- [Goal of the exercise]
From the very first line down to the line containing "pub const SCORE_INFINITY: i32 = 32_000;", write out the material exactly as it appears, and no more.

- [Excerpted data]
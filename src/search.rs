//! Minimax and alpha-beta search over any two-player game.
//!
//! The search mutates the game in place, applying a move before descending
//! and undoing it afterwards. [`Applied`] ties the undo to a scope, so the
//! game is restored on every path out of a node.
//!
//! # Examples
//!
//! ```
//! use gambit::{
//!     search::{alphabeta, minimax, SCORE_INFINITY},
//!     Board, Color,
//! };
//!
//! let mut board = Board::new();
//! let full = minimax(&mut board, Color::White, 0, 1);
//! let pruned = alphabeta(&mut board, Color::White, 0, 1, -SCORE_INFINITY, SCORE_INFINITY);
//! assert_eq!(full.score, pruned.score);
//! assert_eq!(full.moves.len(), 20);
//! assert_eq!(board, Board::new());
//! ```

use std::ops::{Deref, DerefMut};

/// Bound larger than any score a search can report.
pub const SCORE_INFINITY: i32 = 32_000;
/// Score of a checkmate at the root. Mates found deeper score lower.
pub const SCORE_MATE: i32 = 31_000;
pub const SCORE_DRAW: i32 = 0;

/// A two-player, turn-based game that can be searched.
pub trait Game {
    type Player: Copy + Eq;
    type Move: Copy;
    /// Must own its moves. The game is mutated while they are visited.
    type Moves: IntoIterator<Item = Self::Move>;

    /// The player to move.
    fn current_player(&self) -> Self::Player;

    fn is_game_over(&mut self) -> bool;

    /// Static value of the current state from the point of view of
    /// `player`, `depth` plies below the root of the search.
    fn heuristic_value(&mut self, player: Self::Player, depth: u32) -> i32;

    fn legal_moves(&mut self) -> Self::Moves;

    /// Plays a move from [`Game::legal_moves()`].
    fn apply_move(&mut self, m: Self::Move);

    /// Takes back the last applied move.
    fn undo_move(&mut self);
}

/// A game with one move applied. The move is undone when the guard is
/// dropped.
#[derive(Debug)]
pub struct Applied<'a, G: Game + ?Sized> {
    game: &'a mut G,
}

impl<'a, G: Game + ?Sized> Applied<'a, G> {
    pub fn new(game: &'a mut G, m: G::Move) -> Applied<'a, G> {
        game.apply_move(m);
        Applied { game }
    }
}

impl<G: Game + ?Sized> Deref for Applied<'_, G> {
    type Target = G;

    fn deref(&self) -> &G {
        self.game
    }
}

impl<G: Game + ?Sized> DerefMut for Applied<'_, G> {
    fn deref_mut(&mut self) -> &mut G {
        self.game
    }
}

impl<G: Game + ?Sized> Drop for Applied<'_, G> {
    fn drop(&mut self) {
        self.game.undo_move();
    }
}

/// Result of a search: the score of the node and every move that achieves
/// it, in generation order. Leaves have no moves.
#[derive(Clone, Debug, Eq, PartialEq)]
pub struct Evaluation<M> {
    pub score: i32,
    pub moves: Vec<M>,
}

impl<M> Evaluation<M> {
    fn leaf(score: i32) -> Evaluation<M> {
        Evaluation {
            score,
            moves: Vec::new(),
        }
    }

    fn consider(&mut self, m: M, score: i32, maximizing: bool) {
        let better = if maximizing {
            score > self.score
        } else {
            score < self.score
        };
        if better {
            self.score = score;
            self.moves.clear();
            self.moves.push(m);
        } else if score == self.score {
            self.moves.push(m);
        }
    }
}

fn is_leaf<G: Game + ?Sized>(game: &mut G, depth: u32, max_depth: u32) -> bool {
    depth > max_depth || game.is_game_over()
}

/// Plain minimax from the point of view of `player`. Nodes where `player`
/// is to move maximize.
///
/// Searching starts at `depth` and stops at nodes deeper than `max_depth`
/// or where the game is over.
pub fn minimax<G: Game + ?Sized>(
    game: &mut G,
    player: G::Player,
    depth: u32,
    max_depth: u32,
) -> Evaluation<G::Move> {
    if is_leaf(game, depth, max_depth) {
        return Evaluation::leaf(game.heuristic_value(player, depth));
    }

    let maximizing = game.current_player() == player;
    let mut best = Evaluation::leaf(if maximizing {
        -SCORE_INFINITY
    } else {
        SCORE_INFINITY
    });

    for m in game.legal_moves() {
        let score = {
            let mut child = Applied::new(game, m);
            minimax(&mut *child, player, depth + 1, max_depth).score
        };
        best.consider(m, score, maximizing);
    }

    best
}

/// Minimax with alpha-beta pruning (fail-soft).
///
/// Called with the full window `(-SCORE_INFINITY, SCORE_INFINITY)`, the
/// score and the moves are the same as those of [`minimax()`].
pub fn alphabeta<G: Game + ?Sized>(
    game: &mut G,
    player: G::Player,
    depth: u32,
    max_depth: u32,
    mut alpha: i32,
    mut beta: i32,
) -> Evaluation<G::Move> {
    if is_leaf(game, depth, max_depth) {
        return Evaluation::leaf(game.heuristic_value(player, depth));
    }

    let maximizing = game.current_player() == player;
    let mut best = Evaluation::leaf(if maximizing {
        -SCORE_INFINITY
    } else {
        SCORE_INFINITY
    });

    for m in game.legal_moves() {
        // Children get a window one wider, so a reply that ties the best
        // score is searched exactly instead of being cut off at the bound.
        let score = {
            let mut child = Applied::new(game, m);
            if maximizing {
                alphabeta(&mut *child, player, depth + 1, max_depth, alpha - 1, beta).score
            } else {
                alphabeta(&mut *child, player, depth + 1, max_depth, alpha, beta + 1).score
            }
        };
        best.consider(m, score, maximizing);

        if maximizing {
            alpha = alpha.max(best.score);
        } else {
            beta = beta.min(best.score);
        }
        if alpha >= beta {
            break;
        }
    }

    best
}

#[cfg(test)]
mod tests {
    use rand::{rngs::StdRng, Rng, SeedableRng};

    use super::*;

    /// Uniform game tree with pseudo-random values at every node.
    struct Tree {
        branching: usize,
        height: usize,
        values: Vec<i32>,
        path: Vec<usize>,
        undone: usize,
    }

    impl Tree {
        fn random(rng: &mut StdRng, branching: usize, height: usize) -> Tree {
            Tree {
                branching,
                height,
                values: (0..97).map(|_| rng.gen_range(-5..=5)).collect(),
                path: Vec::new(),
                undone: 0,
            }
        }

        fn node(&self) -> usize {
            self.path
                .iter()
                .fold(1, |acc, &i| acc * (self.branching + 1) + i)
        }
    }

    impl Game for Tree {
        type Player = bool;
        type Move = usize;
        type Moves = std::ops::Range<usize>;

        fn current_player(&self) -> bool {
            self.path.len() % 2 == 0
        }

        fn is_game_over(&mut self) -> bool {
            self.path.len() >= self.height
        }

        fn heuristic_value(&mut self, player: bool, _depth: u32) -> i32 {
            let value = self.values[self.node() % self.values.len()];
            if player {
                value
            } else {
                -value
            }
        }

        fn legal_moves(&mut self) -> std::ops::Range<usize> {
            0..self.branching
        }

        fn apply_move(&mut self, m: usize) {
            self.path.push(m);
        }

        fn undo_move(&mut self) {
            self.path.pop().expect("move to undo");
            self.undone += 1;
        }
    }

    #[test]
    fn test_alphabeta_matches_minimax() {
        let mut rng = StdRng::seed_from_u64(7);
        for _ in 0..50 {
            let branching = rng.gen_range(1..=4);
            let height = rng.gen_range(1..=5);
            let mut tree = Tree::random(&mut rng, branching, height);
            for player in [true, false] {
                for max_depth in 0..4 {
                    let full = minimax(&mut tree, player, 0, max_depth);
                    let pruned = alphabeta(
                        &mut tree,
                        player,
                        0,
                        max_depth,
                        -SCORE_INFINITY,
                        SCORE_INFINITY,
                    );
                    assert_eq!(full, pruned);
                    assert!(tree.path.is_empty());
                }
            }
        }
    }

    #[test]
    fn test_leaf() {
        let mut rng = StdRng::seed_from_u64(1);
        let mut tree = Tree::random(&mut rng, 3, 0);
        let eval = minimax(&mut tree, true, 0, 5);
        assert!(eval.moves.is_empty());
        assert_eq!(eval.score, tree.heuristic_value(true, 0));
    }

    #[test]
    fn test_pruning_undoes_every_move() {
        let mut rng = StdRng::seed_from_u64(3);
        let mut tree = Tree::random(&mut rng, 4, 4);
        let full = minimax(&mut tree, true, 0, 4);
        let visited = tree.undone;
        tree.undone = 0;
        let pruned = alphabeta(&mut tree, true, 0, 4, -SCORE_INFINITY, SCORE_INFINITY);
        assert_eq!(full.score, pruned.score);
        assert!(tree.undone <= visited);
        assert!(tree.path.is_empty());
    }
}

- [Exercise result]
filename src/search.rs
//! Minimax and alpha-beta search over any two-player game.
//!
//! The search mutates the game in place, applying a move before descending
//! and undoing it afterwards. [`Applied`] ties the undo to a scope, so the
//! game is restored on every path out of a node.
//!
//! # Examples
//!
//! ```
//! use gambit::{
//!     search::{alphabeta, minimax, SCORE_INFINITY},
//!     Board, Color,
//! };
//!
//! let mut board = Board::new();
//! let full = minimax(&mut board, Color::White, 0, 1);
//! let pruned = alphabeta(&mut board, Color::White, 0, 1, -SCORE_INFINITY, SCORE_INFINITY);
//! assert_eq!(full.score, pruned.score);
//! assert_eq!(full.moves.len(), 20);
//! assert_eq!(board, Board::new());
//! ```

use std::ops::{Deref, DerefMut};

/// Bound larger than any score a search can report.
pub const SCORE_INFINITY: i32 = 32_000;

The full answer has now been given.